La preghiera colletta del giorno recita: «Tu non abbandoni mai chi si affida alla roccia del tuo amore». A questi «pseudocristiani», invece, manca proprio «la roccia dell’amore di Dio, la roccia della parola di Dio». E, ha aggiunto Francesco, «senza questa roccia non possono profetizzare, non possono costruire: fanno finta, perché alla fine tutto crolla».

Si tratta, ha detto il Papa, dei «pseudopastori, i pastori mondani, i pastori o i cristiani che parlano troppo» — forse perché «hanno paura del silenzio» — e che «fanno forse troppo». Incapaci di agire a partire «dall’ascolto», operano a partire da loro stessi, «non da Dio».

Quindi, ha sintetizzato il Pontefice, «uno che parla e fa, solamente, non è un vero profeta, non è un vero cristiano, e alla fine crollerà tutto», perché «non è sulla roccia dell’amore di Dio, non è “roccioso”». Invece «uno che sa ascoltare e dall’ascolto fa, con la forza della parola di un altro, non della propria», costui «rimane saldo come la roccia: benché sia una persona umile, che non sembra importante», è grande. E «quanti di questi grandi ci sono nella Chiesa!» ha sottolineato il Papa, aggiungendo: «Quanti vescovi grandi, quanti sacerdoti grandi, quanti fedeli grandi che sanno ascoltare e dall’ascolto fanno!».
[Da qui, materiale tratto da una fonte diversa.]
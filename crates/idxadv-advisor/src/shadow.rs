//! # Shadow Schema
//!
//! Builds the schema view the optimizer re-plans against: a deep copy of the
//! live `InfoSchema` in which each referenced table's index list is extended
//! by its virtual indexes. Everything else -- column order, statistics
//! handles, the schema version -- is carried over verbatim, so downstream
//! caching keyed on the version is not invalidated by mere virtuality.
//!
//! Virtual indexes are named `vIndex{i}`, unique within their table, and
//! marked public so the optimizer treats them exactly like real indexes.

use crate::error::AdvisorError;
use idxadv_core::ident::Ident;
use idxadv_core::schema::{IndexColumn, IndexInfo, IndexState, InfoSchema};
use std::collections::BTreeMap;
use tracing::debug;

/// Layer virtual indexes over a deep copy of `schema`. `table_candidates`
/// maps lowered table names to candidate column-lists. A candidate whose
/// column sequence equals an index already on the table is skipped.
pub fn virtual_schema(
    schema: &InfoSchema,
    db: &str,
    table_candidates: &BTreeMap<String, Vec<Vec<Ident>>>,
) -> Result<InfoSchema, AdvisorError> {
    let mut shadow = schema.clone();

    for (table_name, col_lists) in table_candidates {
        let table = shadow
            .table_by_name_mut(db, table_name)
            .ok_or_else(|| AdvisorError::SchemaMismatch(table_name.clone()))?;

        let mut next_id = 0usize;
        for cols in col_lists {
            let names: Vec<&str> = cols.iter().map(|c| c.lowered.as_str()).collect();
            if table.indexes.iter().any(|idx| idx.same_columns(&names)) {
                continue;
            }
            let index = IndexInfo {
                name: Ident::new(format!("vIndex{next_id}")),
                columns: cols.iter().map(|c| IndexColumn::new(c.clone())).collect(),
                primary: false,
                state: IndexState::Public,
            };
            table.indexes.push(index);
            next_id += 1;
        }
        debug!(
            table = %table_name,
            virtual_indexes = next_id,
            "extended shadow table"
        );
    }

    Ok(shadow)
}

#[cfg(test)]
mod tests {
    use super::*;
    use idxadv_core::schema::TableInfo;

    fn candidates(lists: &[&[&str]]) -> Vec<Vec<Ident>> {
        lists
            .iter()
            .map(|l| l.iter().map(|c| Ident::new(*c)).collect())
            .collect()
    }

    fn schema_with_t() -> InfoSchema {
        let mut is = InfoSchema::new(42);
        is.add_table(
            "test",
            TableInfo::new("t", &["a", "b", "c"]).with_primary_key("a"),
        );
        is
    }

    #[test]
    fn test_virtual_indexes_are_appended_and_named() {
        let live = schema_with_t();
        let mut map = BTreeMap::new();
        map.insert("t".to_string(), candidates(&[&["b"], &["b", "c"]]));

        let shadow = virtual_schema(&live, "test", &map).unwrap();
        let table = shadow.table_by_name("test", "t").unwrap();
        // primary + two virtuals
        assert_eq!(table.indexes.len(), 3);
        assert_eq!(table.indexes[1].name.original, "vIndex0");
        assert_eq!(table.indexes[2].name.original, "vIndex1");
        assert_eq!(table.indexes[2].column_names(), vec!["b", "c"]);
        assert_eq!(table.indexes[1].state, IndexState::Public);
    }

    #[test]
    fn test_live_schema_is_untouched() {
        let live = schema_with_t();
        let before = format!("{live:?}");
        let mut map = BTreeMap::new();
        map.insert("t".to_string(), candidates(&[&["b"]]));

        let _shadow = virtual_schema(&live, "test", &map).unwrap();
        assert_eq!(format!("{live:?}"), before);
    }

    #[test]
    fn test_version_is_preserved() {
        let live = schema_with_t();
        let mut map = BTreeMap::new();
        map.insert("t".to_string(), candidates(&[&["b"]]));
        let shadow = virtual_schema(&live, "test", &map).unwrap();
        assert_eq!(shadow.version, live.version);
    }

    #[test]
    fn test_existing_column_sequence_is_skipped() {
        let live = schema_with_t();
        let mut map = BTreeMap::new();
        map.insert("t".to_string(), candidates(&[&["a"], &["b"]]));
        let shadow = virtual_schema(&live, "test", &map).unwrap();
        let table = shadow.table_by_name("test", "t").unwrap();
        // (a) equals the primary key's columns and is skipped.
        assert_eq!(table.indexes.len(), 2);
        assert_eq!(table.indexes[1].column_names(), vec!["b"]);
    }

    #[test]
    fn test_missing_table_is_a_schema_mismatch() {
        let live = schema_with_t();
        let mut map = BTreeMap::new();
        map.insert("missing".to_string(), candidates(&[&["x"]]));
        let err = virtual_schema(&live, "test", &map).unwrap_err();
        assert!(matches!(err, AdvisorError::SchemaMismatch(_)));
    }
}
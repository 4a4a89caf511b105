//! # Schema Metadata
//!
//! This module defines the catalog metadata tree the planner reads: databases,
//! tables, columns and indexes. An `InfoSchema` is an immutable snapshot of the
//! whole tree at a schema version. The advisor layers *virtual* indexes over a
//! deep copy of this snapshot, so every type here is `Clone` and the clone is
//! cheap (names and small vectors only).
//!
//! ## Primary keys
//!
//! An integer primary key is modeled as an index entry with `primary = true`.
//! Its access path is clustered: matching rows are read at full row width with
//! no double read. Secondary indexes store their declared columns plus the row
//! handle, which is what the cost model charges for.

use crate::ident::Ident;
use serde::{Deserialize, Serialize};
use std::fmt;

/// Sentinel for "no prefix length" on an index column.
pub const NO_PREFIX: i64 = -1;

/// One column of an index, with an optional prefix length.
#[derive(Debug, Clone, PartialEq, Eq, Serialize, Deserialize)]
pub struct IndexColumn {
    pub name: Ident,
    /// Prefix length in bytes, or `NO_PREFIX` when the whole value is indexed.
    pub prefix_len: i64,
}

impl IndexColumn {
    pub fn new(name: impl Into<Ident>) -> Self {
        Self {
            name: name.into(),
            prefix_len: NO_PREFIX,
        }
    }
}

/// Visibility state of an index. Only `Public` indexes are considered by the
/// planner; the advisor marks its virtual indexes `Public` so the optimizer
/// treats them exactly like real ones.
#[derive(Debug, Clone, Copy, PartialEq, Eq, Serialize, Deserialize)]
pub enum IndexState {
    Public,
    Invisible,
}

#[derive(Debug, Clone, PartialEq, Eq, Serialize, Deserialize)]
pub struct IndexInfo {
    pub name: Ident,
    pub columns: Vec<IndexColumn>,
    pub primary: bool,
    pub state: IndexState,
}

impl IndexInfo {
    pub fn new(name: impl Into<Ident>, columns: Vec<IndexColumn>) -> Self {
        Self {
            name: name.into(),
            columns,
            primary: false,
            state: IndexState::Public,
        }
    }

    /// Lowered column names in index order.
    pub fn column_names(&self) -> Vec<&str> {
        self.columns.iter().map(|c| c.name.lowered.as_str()).collect()
    }

    /// Positional equality of column-name sequences.
    pub fn same_columns(&self, names: &[&str]) -> bool {
        self.column_names() == names
    }
}

impl fmt::Display for IndexInfo {
    fn fmt(&self, f: &mut fmt::Formatter<'_>) -> fmt::Result {
        let cols: Vec<&str> = self.columns.iter().map(|c| c.name.original.as_str()).collect();
        write!(f, "{}({})", self.name, cols.join(","))
    }
}

#[derive(Debug, Clone, PartialEq, Eq, Serialize, Deserialize)]
pub struct ColumnInfo {
    pub name: Ident,
    /// Position of the column in the table definition.
    pub offset: usize,
}

impl ColumnInfo {
    pub fn new(name: impl Into<Ident>, offset: usize) -> Self {
        Self {
            name: name.into(),
            offset,
        }
    }
}

#[derive(Debug, Clone, PartialEq, Eq, Serialize, Deserialize)]
pub struct TableInfo {
    pub name: Ident,
    pub columns: Vec<ColumnInfo>,
    pub indexes: Vec<IndexInfo>,
}

impl TableInfo {
    pub fn new(name: impl Into<Ident>, column_names: &[&str]) -> Self {
        let columns = column_names
            .iter()
            .enumerate()
            .map(|(i, c)| ColumnInfo::new(*c, i))
            .collect();
        Self {
            name: name.into(),
            columns,
            indexes: Vec::new(),
        }
    }

    pub fn with_primary_key(mut self, column: &str) -> Self {
        let mut idx = IndexInfo::new("PRIMARY", vec![IndexColumn::new(column)]);
        idx.primary = true;
        self.indexes.push(idx);
        self
    }

    pub fn with_index(mut self, name: &str, columns: &[&str]) -> Self {
        let cols = columns.iter().map(|c| IndexColumn::new(*c)).collect();
        self.indexes.push(IndexInfo::new(name, cols));
        self
    }

    pub fn column_by_name(&self, lowered: &str) -> Option<&ColumnInfo> {
        self.columns.iter().find(|c| c.name.lowered == lowered)
    }

    pub fn primary_index(&self) -> Option<&IndexInfo> {
        self.indexes.iter().find(|i| i.primary)
    }
}

#[derive(Debug, Clone, PartialEq, Eq, Serialize, Deserialize)]
pub struct DbInfo {
    pub name: Ident,
    pub tables: Vec<TableInfo>,
}

/// An immutable snapshot of the full catalog tree.
///
/// The version number identifies the snapshot; downstream caches key on it.
/// The advisor's shadow schema preserves the version of the snapshot it was
/// built from, so virtuality alone never invalidates those caches.
#[derive(Debug, Clone, PartialEq, Eq, Serialize, Deserialize)]
pub struct InfoSchema {
    pub version: i64,
    pub dbs: Vec<DbInfo>,
}

impl InfoSchema {
    pub fn new(version: i64) -> Self {
        Self {
            version,
            dbs: Vec::new(),
        }
    }

    pub fn add_table(&mut self, db: &str, table: TableInfo) {
        let db_lowered = db.to_lowercase();
        match self.dbs.iter_mut().find(|d| d.name.lowered == db_lowered) {
            Some(d) => d.tables.push(table),
            None => self.dbs.push(DbInfo {
                name: Ident::new(db),
                tables: vec![table],
            }),
        }
    }

    pub fn db_by_name(&self, db: &str) -> Option<&DbInfo> {
        let lowered = db.to_lowercase();
        self.dbs.iter().find(|d| d.name.lowered == lowered)
    }

    pub fn table_by_name(&self, db: &str, table: &str) -> Option<&TableInfo> {
        let lowered = table.to_lowercase();
        self.db_by_name(db)?
            .tables
            .iter()
            .find(|t| t.name.lowered == lowered)
    }

    pub fn table_by_name_mut(&mut self, db: &str, table: &str) -> Option<&mut TableInfo> {
        let db_lowered = db.to_lowercase();
        let lowered = table.to_lowercase();
        self.dbs
            .iter_mut()
            .find(|d| d.name.lowered == db_lowered)?
            .tables
            .iter_mut()
            .find(|t| t.name.lowered == lowered)
    }
}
Francesco ha anche portato un esempio dei nostri giorni richiamando la figura di Teresa di Calcutta, la quale «sentiva la voce del Signore: non parlava e nel silenzio ha saputo ascoltare» e quindi agire. «Ha fatto tanto» ha assicurato il Pontefice. E, come la casa costruita sulla roccia, «non è crollata né lei né la sua opera». Dalla sua testimonianza si capisce che «i grandi sanno ascoltare e dall’ascolto fanno, perché la loro fiducia e la loro forza» sono «sulla roccia dell’amore di Gesù Cristo».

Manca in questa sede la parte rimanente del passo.